Temperature change between dielectrics and characteristic according
to the dielectric products are so sensitive that the performance of
the antenna is non-uniform. The pseudo optical network array
structure requires a plurality of phase shifters and 3% or more
design of the array antenna is impossible. Also, it is bulky and
heavy and the price of the system is high. The two-dimensional
multilayer circular radiation array structure is limited to the
very narrow beam scanning of the large-scaled array antenna.
[0010] Accordingly, in order to solve the problems of the prior
art, a conventional FTEP shaping device using a dielectric rod
having a hexagonal array structure is shown in FIG. 1.
[0011] Referring to FIG. 1, the conventional FTEP shaping device
includes a linear polarization feeding unit 110 and a polarizer 120
for generating linearly polarized waves within a circular waveguide
so as to generate circularly polarized waves, and a dielectric rod
130 having a hexagonal array structure using a strong
electromagnetic mutual coupling.
[0012] The structure shown in FIG. 1 can reduce the number of
radiation elements compared with the above-described five
structures, thereby reducing the cost and the feeding loss. Also,
since it is applicable to the two-dimensional application, it can
be applied to a relatively wide beam scanning.

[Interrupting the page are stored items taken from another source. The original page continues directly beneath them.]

//! Geometric primitives
//!
//! Foundation for the selectors, the octree and the sweep solver.
//!
//! - [`AABB`] - query regions and bounding volumes
//! - [`Plane`] - signed distance, facing and line crossing
//! - [`Triangle`] - the unit of world geometry
//! - [`Line3`] - finite segments for line-of-sight queries
//! - [`IndexedMesh`] - triangle soup built from index buffers

mod aabb;
mod line;
mod mesh;
mod plane;
mod triangle;

pub use aabb::AABB;
pub use line::Line3;
pub use mesh::IndexedMesh;
pub use plane::Plane;
pub use triangle::{Triangle, TriangleTransform};
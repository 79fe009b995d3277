//! Swept ellipsoid collision ("collide and slide")
//!
//! World coordinates are divided by the ellipsoid's radii, turning the
//! ellipsoid into a unit sphere ("ellipsoid space"). The sphere is swept
//! along its velocity against every candidate triangle; on the nearest hit
//! it stops just short of the contact and the remaining movement is
//! projected onto the sliding plane at the contact point. That repeats up
//! to a fixed recursion depth.
//!
//! A full resolution runs two independent sweeps: the intended movement
//! first, then gravity from wherever the first sweep ended. Whether the
//! gravity sweep touched ground decides the falling state.

use super::selector::{LineHit, TriangleQuery, TriangleSelector};
use crate::foundation::math::{Mat4, Mat4Ext, Vec3};
use crate::geometry::{Line3, Plane, Triangle, AABB};
use crate::scene::{NodeId, SceneManager, SelectorId};

/// Sweeps deeper than this fall back to an epsilon step
const MAX_RECURSION_DEPTH: u32 = 5;

/// Tolerance for "velocity runs parallel to the triangle plane"
const PARALLEL_EPSILON: f32 = 1e-6;

/// Default sliding-speed epsilon per unit of radius length
pub const SLIDING_SPEED_FACTOR: f32 = 0.001;

/// Input of one collision resolution, in world space
#[derive(Debug, Clone, Copy, PartialEq)]
pub struct EllipsoidSweep {
    /// Center of the ellipsoid
    pub position: Vec3,
    /// Ellipsoid radii per axis
    pub radius: Vec3,
    /// Intended movement this tick
    pub velocity: Vec3,
    /// Gravity displacement this tick, swept separately after `velocity`
    pub gravity: Vec3,
    /// How far to stay away from surfaces, in WORLD units
    ///
    /// The solver divides it by the smallest radius to get its
    /// ellipsoid-space back-off distance.
    pub sliding_speed: f32,
}

impl EllipsoidSweep {
    /// Sweep with the default sliding speed derived from `radius`
    pub fn new(position: Vec3, radius: Vec3, velocity: Vec3, gravity: Vec3) -> Self {
        Self {
            position,
            radius,
            velocity,
            gravity,
            sliding_speed: default_sliding_speed(&radius),
        }
    }
}

/// Sliding-speed epsilon used when none is configured
pub fn default_sliding_speed(radius: &Vec3) -> f32 {
    radius.magnitude() * SLIDING_SPEED_FACTOR
}

/// Outcome of one collision resolution, in world space
#[derive(Debug, Clone, Copy, PartialEq)]
pub struct CollisionResult {
    /// Corrected ellipsoid center
    pub position: Vec3,
    /// True when the gravity sweep found no ground to stand on
    pub falling: bool,
    /// Nearest triangle hit by the last sweep that hit anything
    pub triangle: Option<Triangle>,
    /// Contact point on that triangle
    pub hit_position: Option<Vec3>,
}

impl CollisionResult {
    fn unchanged(position: Vec3) -> Self {
        Self { position, falling: false, triangle: None, hit_position: None }
    }
}

/// Transient per-resolution state, all vectors in ellipsoid space
#[derive(Debug, Clone)]
pub(crate) struct CollisionData {
    /// World-to-ellipsoid-space scale applied to candidate triangles
    scale: Mat4,
    pub(crate) radius: Vec3,
    pub(crate) sliding_speed: f32,
    exclude: Option<NodeId>,

    velocity: Vec3,
    normalized_velocity: Vec3,
    base_point: Vec3,

    found_collision: bool,
    nearest_distance: f32,
    pub(crate) intersection_point: Vec3,
    pub(crate) intersection_triangle: Option<Triangle>,
    pub(crate) triangle_hits: u32,

    /// Candidate buffer reused across recursion steps
    candidates: Vec<Triangle>,
}

impl CollisionData {
    /// State for sweeping an ellipsoid of `radius`; `sliding_speed` is in world units
    pub(crate) fn new(radius: Vec3, sliding_speed: f32, exclude: Option<NodeId>) -> Self {
        Self {
            scale: Mat4::new_inverse_scaling(&radius),
            radius,
            // Longest ellipsoid-space length a world step of this size can have
            sliding_speed: sliding_speed / radius.min(),
            exclude,
            velocity: Vec3::zeros(),
            normalized_velocity: Vec3::zeros(),
            base_point: Vec3::zeros(),
            found_collision: false,
            nearest_distance: f32::MAX,
            intersection_point: Vec3::zeros(),
            intersection_triangle: None,
            triangle_hits: 0,
            candidates: Vec::new(),
        }
    }

    /// Sweep the unit sphere at `base_point` along `velocity` against one triangle
    ///
    /// Records the hit when it is nearer than anything found so far in this
    /// step and returns whether it did.
    pub(crate) fn test_triangle(&mut self, triangle: &Triangle) -> bool {
        if triangle.is_degenerate() || !triangle.is_front_facing(&self.normalized_velocity) {
            return false;
        }

        let plane = triangle.plane();
        let signed_distance = plane.distance_to_point(self.base_point);
        let normal_dot_velocity = plane.normal.dot(&self.velocity);

        // Interval of the sweep during which the sphere touches the plane
        let embedded_in_plane = normal_dot_velocity.abs() <= PARALLEL_EPSILON;
        let t0 = if embedded_in_plane {
            if signed_distance.abs() >= 1.0 {
                return false;
            }
            0.0
        } else {
            let inverse = 1.0 / normal_dot_velocity;
            let mut t0 = (-1.0 - signed_distance) * inverse;
            let mut t1 = (1.0 - signed_distance) * inverse;
            if t0 > t1 {
                std::mem::swap(&mut t0, &mut t1);
            }
            if t0 > 1.0 || t1 < 0.0 {
                return false;
            }
            t0.clamp(0.0, 1.0)
        };

        let mut hit: Option<(f32, Vec3)> = None;

        // Sphere touches the inside of the triangle first
        if !embedded_in_plane {
            let plane_point = self.base_point - plane.normal + self.velocity * t0;
            if triangle.is_point_inside(&plane_point) {
                hit = Some((t0, plane_point));
            }
        }

        // Otherwise against the vertices, then the edges
        if hit.is_none() {
            hit = self.sweep_vertices_and_edges(triangle);
        }

        let Some((t, point)) = hit else {
            return false;
        };

        let distance = t * self.velocity.magnitude();
        if self.found_collision && distance >= self.nearest_distance {
            return false;
        }

        self.found_collision = true;
        self.nearest_distance = distance;
        self.intersection_point = point;
        self.intersection_triangle = Some(*triangle);
        self.triangle_hits += 1;
        true
    }

    /// Earliest contact with a vertex or edge within the whole sweep
    fn sweep_vertices_and_edges(&self, triangle: &Triangle) -> Option<(f32, Vec3)> {
        let velocity = self.velocity;
        let base = self.base_point;
        let velocity_squared = velocity.magnitude_squared();

        let mut t = 1.0;
        let mut point = None;

        for vertex in [triangle.v0, triangle.v1, triangle.v2] {
            let a = velocity_squared;
            let b = 2.0 * velocity.dot(&(base - vertex));
            let c = (vertex - base).magnitude_squared() - 1.0;
            if let Some(root) = lowest_root(a, b, c, t) {
                t = root;
                point = Some(vertex);
            }
        }

        for (start, end) in [(triangle.v0, triangle.v1), (triangle.v1, triangle.v2), (triangle.v2, triangle.v0)] {
            let edge = end - start;
            let base_to_vertex = start - base;
            let edge_squared = edge.magnitude_squared();
            let edge_dot_velocity = edge.dot(&velocity);
            let edge_dot_base_to_vertex = edge.dot(&base_to_vertex);

            let a = edge_squared * -velocity_squared + edge_dot_velocity * edge_dot_velocity;
            let b = edge_squared * (2.0 * velocity.dot(&base_to_vertex))
                - 2.0 * edge_dot_velocity * edge_dot_base_to_vertex;
            let c = edge_squared * (1.0 - base_to_vertex.magnitude_squared())
                + edge_dot_base_to_vertex * edge_dot_base_to_vertex;

            if let Some(root) = lowest_root(a, b, c, t) {
                // Position of the contact along the edge, must lie on the segment
                let f = (edge_dot_velocity * root - edge_dot_base_to_vertex) / edge_squared;
                if (0.0..=1.0).contains(&f) {
                    t = root;
                    point = Some(start + edge * f);
                }
            }
        }

        point.map(|point| (t, point))
    }
}

/// Smallest root of `a·t² + b·t + c = 0` inside `(0, max_root)`
///
/// Negative discriminants and a vanishing `a` mean "no collision".
pub(crate) fn lowest_root(a: f32, b: f32, c: f32, max_root: f32) -> Option<f32> {
    let determinant = b * b - 4.0 * a * c;
    if determinant < 0.0 || a == 0.0 {
        return None;
    }

    let sqrt_d = determinant.sqrt();
    let mut r1 = (-b - sqrt_d) / (2.0 * a);
    let mut r2 = (-b + sqrt_d) / (2.0 * a);
    if r1 > r2 {
        std::mem::swap(&mut r1, &mut r2);
    }

    if r1 > 0.0 && r1 < max_root {
        return Some(r1);
    }
    if r2 > 0.0 && r2 < max_root {
        return Some(r2);
    }
    None
}

/// Scene-level collision queries
#[derive(Debug, Clone, Copy)]
pub struct SceneCollisionManager<'a> {
    scene: &'a SceneManager,
}

impl<'a> SceneCollisionManager<'a> {
    /// Collision queries against `scene`
    pub fn new(scene: &'a SceneManager) -> Self {
        Self { scene }
    }

    /// Move an ellipsoid through the world, sliding along what it hits
    ///
    /// Geometry belonging to `exclude` is ignored. Degenerate input (any
    /// radius component zero) returns the position unchanged.
    pub fn collision_result_position(
        &self,
        selector: &dyn TriangleSelector,
        sweep: &EllipsoidSweep,
        exclude: Option<NodeId>,
    ) -> CollisionResult {
        let radius = sweep.radius;
        if radius.x == 0.0 || radius.y == 0.0 || radius.z == 0.0 {
            return CollisionResult::unchanged(sweep.position);
        }

        let mut data = CollisionData::new(radius, sweep.sliding_speed, exclude);

        let e_position = sweep.position.component_div(&radius);
        let e_velocity = sweep.velocity.component_div(&radius);
        let mut final_position = self.collide_with_world(selector, &mut data, 0, e_position, e_velocity);

        let mut falling = false;
        if sweep.gravity != Vec3::zeros() {
            data.triangle_hits = 0;
            let e_gravity = sweep.gravity.component_div(&radius);
            final_position = self.collide_with_world(selector, &mut data, 0, final_position, e_gravity);

            falling = data.triangle_hits == 0;
            if !falling {
                // Resting against a wall does not count as standing
                let on_ground = data
                    .intersection_triangle
                    .map_or(false, |tri| is_y_dominant(&tri.scaled(&radius).raw_normal()));
                falling = !on_ground;
            }
        }

        let triangle = data.intersection_triangle.map(|tri| tri.scaled(&radius));
        let hit_position = triangle.map(|_| data.intersection_point.component_mul(&radius));

        let position = final_position.component_mul(&radius);
        log::trace!(
            "Ellipsoid sweep {:?} -> {:?}, falling: {}, hits: {}",
            sweep.position,
            position,
            falling,
            data.triangle_hits
        );

        CollisionResult { position, falling, triangle, hit_position }
    }

    /// One recursive collide-and-slide step, all vectors in ellipsoid space
    pub(crate) fn collide_with_world(
        &self,
        selector: &dyn TriangleSelector,
        data: &mut CollisionData,
        depth: u32,
        position: Vec3,
        velocity: Vec3,
    ) -> Vec3 {
        let very_close_distance = data.sliding_speed;

        if depth > MAX_RECURSION_DEPTH {
            log::trace!("Slide recursion cap reached at {:?}", position);
            let step = if velocity.magnitude() > very_close_distance {
                velocity.normalize() * very_close_distance
            } else {
                velocity
            };
            return position + step;
        }

        if velocity == Vec3::zeros() {
            return position;
        }

        data.velocity = velocity;
        data.normalized_velocity = velocity.normalize();
        data.base_point = position;
        data.found_collision = false;
        data.nearest_distance = f32::MAX;

        // Candidates around the world-space segment, delivered in ellipsoid space
        let radius = data.radius;
        let mut query_box = AABB::from_points(
            position.component_mul(&radius),
            (position + velocity).component_mul(&radius),
        );
        query_box.expand(radius);

        let scale = data.scale;
        let query = TriangleQuery::new(self.scene).with_transform(&scale).excluding(data.exclude);
        let mut candidates = std::mem::take(&mut data.candidates);
        candidates.clear();
        selector.triangles_in_box(&query_box, &query, &mut candidates);

        for triangle in &candidates {
            data.test_triangle(triangle);
        }
        data.candidates = candidates;

        if !data.found_collision {
            return position + velocity;
        }

        let destination = position + velocity;
        let mut new_base_point = position;

        // Stop just short of the contact
        if data.nearest_distance >= very_close_distance {
            let direction = velocity.normalize();
            new_base_point = data.base_point + direction * (data.nearest_distance - very_close_distance);
            data.intersection_point -= direction * very_close_distance;
        }

        let slide_origin = data.intersection_point;
        let slide_normal = (new_base_point - slide_origin).normalize();
        let sliding_plane = Plane::from_point_normal(slide_origin, slide_normal);

        let new_destination = destination - slide_normal * sliding_plane.distance_to_point(destination);
        let new_velocity = new_destination - slide_origin;

        if new_velocity.magnitude() < very_close_distance {
            return new_base_point;
        }

        self.collide_with_world(selector, data, depth + 1, new_base_point, new_velocity)
    }

    /// Nearest hit of `line` against the selector `selector`, `None` for unknown selectors
    pub fn collision_point(
        &self,
        line: &Line3,
        selector: SelectorId,
        ignore_back_faces: bool,
        exclude: Option<NodeId>,
    ) -> Option<LineHit> {
        let selector = self.scene.selector(selector)?;
        let query = TriangleQuery::new(self.scene).excluding(exclude);
        selector.collision_point_with_line(line, ignore_back_faces, &query)
    }
}

/// True when the Y component dominates the other two
fn is_y_dominant(normal: &Vec3) -> bool {
    normal.y.abs() >= normal.x.abs() && normal.y.abs() >= normal.z.abs()
}
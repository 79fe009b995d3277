//! Scenario tests for the sweep solver and the collision-response animator

mod animator_scenarios;

use crate::foundation::logging;
use crate::foundation::math::Vec3;
use crate::geometry::Triangle;
use crate::physics::MeshTriangleSelector;
use crate::scene::{SceneManager, SelectorId};

/// Horizontal triangle at y = 0, normal +Y, far larger than any sweep box
fn floor() -> Triangle {
    Triangle::new(
        Vec3::new(-1000.0, 0.0, -1000.0),
        Vec3::new(-1000.0, 0.0, 3000.0),
        Vec3::new(3000.0, 0.0, -1000.0),
    )
}

/// Vertical triangle in the plane x = `x`, normal -X
fn wall(x: f32) -> Triangle {
    Triangle::new(
        Vec3::new(x, -1000.0, -1000.0),
        Vec3::new(x, -1000.0, 3000.0),
        Vec3::new(x, 3000.0, -1000.0),
    )
}

/// Scene holding one world-space mesh selector over `triangles`
fn world(triangles: Vec<Triangle>) -> (SceneManager, SelectorId) {
    logging::init_for_tests();
    let mut scene = SceneManager::new();
    let selector = scene.add_selector(Box::new(MeshTriangleSelector::new(None, triangles)));
    (scene, selector)
}
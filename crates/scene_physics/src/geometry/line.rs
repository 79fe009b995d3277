//! Finite line segments for ray-style queries

use super::AABB;
use crate::foundation::math::Vec3;

/// A line segment from `start` to `end`, used for line-of-sight and weapon queries
#[derive(Debug, Clone, Copy, PartialEq)]
pub struct Line3 {
    /// Start point of the segment
    pub start: Vec3,
    /// End point of the segment
    pub end: Vec3,
}

impl Line3 {
    /// Creates a new segment
    pub fn new(start: Vec3, end: Vec3) -> Self {
        Self { start, end }
    }

    /// Vector from start to end
    pub fn vector(&self) -> Vec3 {
        self.end - self.start
    }

    /// Squared length of the segment
    pub fn length_squared(&self) -> f32 {
        self.vector().magnitude_squared()
    }

    /// Box enclosing the whole segment
    pub fn bounding_box(&self) -> AABB {
        AABB::from_points(self.start, self.end)
    }
}
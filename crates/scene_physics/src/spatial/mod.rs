//! Spatial partitioning data structures
//!
//! Provides bounded-candidate triangle queries over large static meshes so
//! the per-tick collision query stays cheap.

mod octree;

pub use octree::{OctreeConfig, OctreeNode, TriangleOctree};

[0013] However, due to the use of the linear polarization feeding
unit 110 and the polarizer 120 for feeding the circularly polarized
signals, its fabrication is complicated and the system becomes bulk
and heavy.
SUMMARY OF THE INVENTION
[0014] It is, therefore, an object of the present invention to
provide a device for shaping a flat-topped element pattern using a
circular polarization microstrip patch, in which a flat-topped
element pattern is shaped by directly generating a circular
polarization signal of a basic mode using a microstrip patch
feeding unit instead of a separate polarizer, thereby applying to a
wide beam scanning and reducing size and weight thereof.
[0015] In accordance with an aspect of the present invention, there
is provided a device for shaping a flat-topped element pattern
(FTEP), including: a microstrip patch feeding unit for generating
circularly polarized signals of a basic mode; a circular waveguide
for guiding the circular polarized signals and generating signals
of high-order modes; and a pattern shaping unit for shaping FTEP
through an electromagnetic mutual coupling between the signals of
the high-order modes generated from the pattern shaping unit.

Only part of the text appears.